• _RECORDS_
....
impl<'g> Parser<'g> {
    pub fn new(grammar: &'g Grammar) -> Self {
        Self::with_options(grammar, ParseOptions::default())
    }

    pub fn with_options(grammar: &'g Grammar, options: ParseOptions) -> Self {
        Self::nested(grammar, options, String::new(), Vec::new())
    }

    fn nested(grammar: &'g Grammar, options: ParseOptions, expr: String, end_states: Vec<EndState>) -> Self {
        Parser {
            grammar,
            options,
            state: State::ExpectOperand,
            started: false,
            spine: Vec::new(),
            cursor: None,
            ternary: None,
            next_ident: NextIdent::Plain,
            pending_key: None,
            expr,
            end_states,
            sub: None,
        }
    }

    /// Parses a complete token stream into a single tree.
    pub fn parse(mut self, tokens: Vec<Token>) -> Result<Expr, ParseError> {
        self.add_tokens(tokens)?;
        self.complete()?.ok_or(ParseError::EmptyExpression)
    }

    pub fn add_tokens(&mut self, tokens: impl IntoIterator<Item = Token>) -> Result<(), ParseError> {
        for token in tokens {
            // Only nested parsers have end tokens
            if let Some((kind, _)) = self.add_token(token)? {
                return Err(ParseError::UnexpectedToken {
                    token: kind.to_string(),
                    kind,
                    expr: self.expr.clone(),
                });
            }
        }
        Ok(())
    }

    /// Feeds one token. Returns the end state when the token closes this
    /// (nested) parser.
    pub fn add_token(&mut self, token: Token) -> Result<Option<EndState>, ParseError> {
        if self.state == State::Complete {
            return Err(ParseError::AlreadyComplete {
                token: token.raw.trim().to_string(),
            });
        }
        let start_expr = self.expr.clone();
        self.expr.push_str(&token.raw);
        log::trace!("parser {:?} <- {} `{}`", self.state, token.kind, token.raw.trim());

        if self.state.delegates() {
            let closer = token.raw.trim().to_string();
            let mut sub = match self.sub.take() {
                Some(sub) => sub,
                None => Box::new(self.start_sub(start_expr)),
            };
            match sub.add_token(token)? {
                None => self.sub = Some(sub),
                Some(stop) => {
                    // The stop token belongs to our owner when we lent it our end tokens
                    let inherited = self.state.end_states().is_none();
                    let ast = sub.complete()?;
                    self.end_sub(ast, Some((stop.0, closer.as_str())))?;
                    if inherited {
                        self.state = State::ExpectBinOp;
                        return Ok(Some(stop));
                    }
                    self.state = stop.1;
                }
            }
            self.started = true;
        } else if let Some(next) = self.state.next(token.kind) {
            self.state = self.handle(token, next)?;
            self.started = true;
        } else if let Some(stop) = self.end_states.iter().find(|(kind, _)| *kind == token.kind) {
            if self.started && !self.state.is_completable() {
                return Err(self.unexpected(&token));
            }
            return Ok(Some(*stop));
        } else {
            return Err(self.unexpected(&token));
        }
        Ok(None)
    }

    /// Finishes parsing; `None` when no token was ever added.
    pub fn complete(&mut self) -> Result<Option<Expr>, ParseError> {
        if !self.started {
            self.state = State::Complete;
            return Ok(None);
        }
        if !self.state.is_completable() {
            return Err(ParseError::UnexpectedEnd {
                expr: self.expr.clone(),
            });
        }
        if self.state.delegates() {
            let Some(mut sub) = self.sub.take() else {
                return Err(ParseError::UnexpectedEnd {
                    expr: self.expr.clone(),
                });
            };
            let ast = sub.complete()?;
            self.end_sub(ast, None)?;
        }
        self.state = State::Complete;
        self.take_tree().map(Some)
    }

    fn start_sub(&self, expr: String) -> Parser<'g> {
        let end_states = match self.state.end_states() {
            Some(ends) => ends.to_vec(),
            None => self.end_states.clone(),
        };
        Parser::nested(self.grammar, self.options, expr, end_states)
    }

    fn handle(&mut self, token: Token, next: State) -> Result<State, ParseError> {
        use State as S;
        use TokenKind as T;
        match (self.state, token.kind) {
            (S::ExpectOperand, T::Literal) => self.place(Expr::Literal(token.value)),
            (S::ExpectOperand, T::OpenCurl) => self.place(Expr::ObjectLiteral(Vec::new())),
            (S::ExpectOperand, T::OpenBracket) => self.place(Expr::ArrayLiteral(Vec::new())),
            (S::ExpectOperand | S::Traverse, T::Identifier) => self.identifier(token.text())?,
            (S::ExpectOperand, T::UnaryOp) => self.unary_op(&token)?,
            (_, T::BinaryOp) => self.binary_op(&token)?,
            (S::PostTransform, T::Dot) if self.options.namespaced_transforms => {
                return Ok(S::TransformName);
            }
            (_, T::Dot) => self.dot(),
            (S::ExpectTransform, T::Identifier) => self.transform(token.text())?,
            (S::TransformName, T::Identifier) => self.extend_transform_name(token.text()),
            (S::Identifier, T::OpenParen) => self.function_call()?,
            (S::ExpectObjKey, T::Identifier) => self.pending_key = Some(token.text().to_string()),
            (S::ExpectObjKey, T::Literal) => match &token.value {
                Value::String(key) => self.pending_key = Some(key.clone()),
                _ => return Err(self.unexpected(&token)),
            },
            (_, T::Question) => self.ternary_start()?,
            _ => {}
        }
        Ok(next)
    }

    fn unexpected(&self, token: &Token) -> ParseError {
        ParseError::UnexpectedToken {
            token: token.raw.trim().to_string(),
            kind: token.kind,
            expr: self.expr.clone(),
        }
    }

    fn place(&mut self, node: Expr) {
        self.cursor = Some(node);
    }

    fn take_cursor(&mut self) -> Result<Expr, ParseError> {
        self.cursor.take().ok_or_else(|| ParseError::UnexpectedEnd {
            expr: self.expr.clone(),
        })
    }

    /// Closes the whole spine around the cursor.
    fn take_tree(&mut self) -> Result<Expr, ParseError> {
        let mut node = self.take_cursor()?;
        while let Some(open) = self.spine.pop() {
            node = open.close(node);
        }
        Ok(node)
    }

    fn identifier(&mut self, name: &str) -> Result<(), ParseError> {
        let node = match self.next_ident {
            NextIdent::Encapsulate => Expr::Identifier {
                name: name.to_string(),
                from: Some(Box::new(self.take_cursor()?)),
                relative: false,
            },
            NextIdent::Relative => Expr::Identifier {
                name: name.to_string(),
                from: None,
                relative: true,
            },
            NextIdent::Plain => Expr::ident(name),
        };
        self.next_ident = NextIdent::Plain;
        self.place(node);
        Ok(())
    }

    fn dot(&mut self) {
        self.next_ident = if self.cursor.is_some() {
            NextIdent::Encapsulate
        } else {
            NextIdent::Relative
        };
    }

    fn binary_op(&mut self, token: &Token) -> Result<(), ParseError> {
        let symbol = token.text();
        let precedence = self
            .grammar
            .binary(symbol)
            .map(|op| op.precedence)
            .ok_or_else(|| ParseError::UnknownOperator {
                symbol: symbol.to_string(),
                expr: self.expr.clone(),
            })?;

        let mut left = self.take_cursor()?;
        while let Some(open) = self.spine.pop_if(|open| open.precedence() >= precedence) {
            left = open.close(left);
        }
        self.spine.push(Open::Binary {
            operator: symbol.to_string(),
            precedence,
            left,
        });
        Ok(())
    }

    fn unary_op(&mut self, token: &Token) -> Result<(), ParseError> {
        let symbol = token.text();
        let precedence = self
            .grammar
            .unary(symbol)
            .map(|op| op.precedence)
            .ok_or_else(|| ParseError::UnknownOperator {
                symbol: symbol.to_string(),
                expr: self.expr.clone(),
            })?;
        self.spine.push(Open::Unary {
            operator: symbol.to_string(),
            precedence,
        });
        Ok(())
    }

    fn ternary_start(&mut self) -> Result<(), ParseError> {
        let test = self.take_tree()?;
        self.ternary = Some(Ternary {
            test,
            consequent: None,
        });
        Ok(())
    }

    fn transform(&mut self, name: &str) -> Result<(), ParseError> {
        let subject = self.take_cursor()?;
        self.place(Expr::FunctionCall {
            name: name.to_string(),
            args: vec![subject],
            pool: Pool::Transforms,
        });
        Ok(())
    }

    fn extend_transform_name(&mut self, segment: &str) {
        if let Some(Expr::FunctionCall { name, .. }) = self.cursor.as_mut() {
            name.push('.');
            name.push_str(segment);
            log::debug!("reading `{}` as a namespaced transform rather than a traversal", name);
        }
    }

    fn function_call(&mut self) -> Result<(), ParseError> {
        let callee = self.take_cursor()?;
        let name = self.callee_name(callee)?;
        self.place(Expr::FunctionCall {
            name,
            args: Vec::new(),
            pool: Pool::Functions,
        });
        Ok(())
    }

    // Flattens `a.b.c` into "a.b.c"; anything else cannot be called.
    fn callee_name(&self, callee: Expr) -> Result<String, ParseError> {
        let invalid = || ParseError::InvalidCall {
            expr: self.expr.clone(),
        };
        let mut segments = Vec::new();
        let mut node = callee;
        loop {
            match node {
                Expr::Identifier {
                    name,
                    from,
                    relative: false,
                } => {
                    segments.push(name);
                    match from {
                        None => break,
                        Some(_) if !self.options.namespaced_functions => return Err(invalid()),
                        Some(parent) => node = *parent,
                    }
                }
                _ => return Err(invalid()),
            }
        }
        segments.reverse();
        Ok(segments.join("."))
    }

    /// Hands the result of a nested parser to the delegating state.
    fn end_sub(&mut self, ast: Option<Expr>, closer: Option<(TokenKind, &str)>) -> Result<(), ParseError> {
        let closing_list = matches!(
            closer,
            Some((TokenKind::CloseParen | TokenKind::CloseBracket, _))
        );
        let require = |ast: Option<Expr>, expr: &str| {
            ast.ok_or_else(|| ParseError::EmptySubExpression {
                token: closer.map_or("end of input", |(_, raw)| raw).to_string(),
                expr: expr.to_string(),
            })
        };

        match self.state {
            State::Filter => {
                let expr = require(ast, &self.expr)?;
                let subject = self.take_cursor()?;
                self.place(Expr::FilterExpression {
                    subject: Box::new(subject),
                    relative: expr.has_relative(),
                    expr: Box::new(expr),
                });
            }
            State::SubExpression => {
                let expr = require(ast, &self.expr)?;
                self.place(expr);
            }
            State::ArgVal => match (ast, self.cursor.as_mut()) {
                (Some(arg), Some(Expr::FunctionCall { args, .. })) => args.push(arg),
                (None, Some(Expr::FunctionCall { args, pool, .. }))
                    if closing_list && args.len() == usize::from(*pool == Pool::Transforms) => {}
                (ast, _) => {
                    require(ast, &self.expr)?;
                }
            },
            State::ArrayVal => match (ast, self.cursor.as_mut()) {
                (Some(item), Some(Expr::ArrayLiteral(items))) => items.push(item),
                (None, Some(Expr::ArrayLiteral(items))) if closing_list && items.is_empty() => {}
                (ast, _) => {
                    require(ast, &self.expr)?;
                }
            },
            State::ObjVal => {
                let value = require(ast, &self.expr)?;
                let key = self.pending_key.take().unwrap_or_default();
                if let Some(Expr::ObjectLiteral(entries)) = self.cursor.as_mut() {
                    entries.push((key, value));
                }
            }
            State::TernaryMid => {
                if let Some(ternary) = self.ternary.as_mut() {
                    ternary.consequent = ast;
                }
            }
            State::TernaryEnd => {
                let alternate = require(ast, &self.expr)?;
                let Some(Ternary { test, consequent }) = self.ternary.take() else {
                    return Err(ParseError::UnexpectedEnd {
                        expr: self.expr.clone(),
                    });
                };
                self.place(Expr::ConditionalExpression {
                    test: Box::new(test),
                    consequent: consequent.map(Box::new),
                    alternate: Box::new(alternate),
                });
            }
            _ => {}
        }
        Ok(())
    }
}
....
• _WHAT YOU HAVE TO DO_
Count every line of the material above that holds the string "UnexpectedToken", then state only the total.

• _ANSWER_
2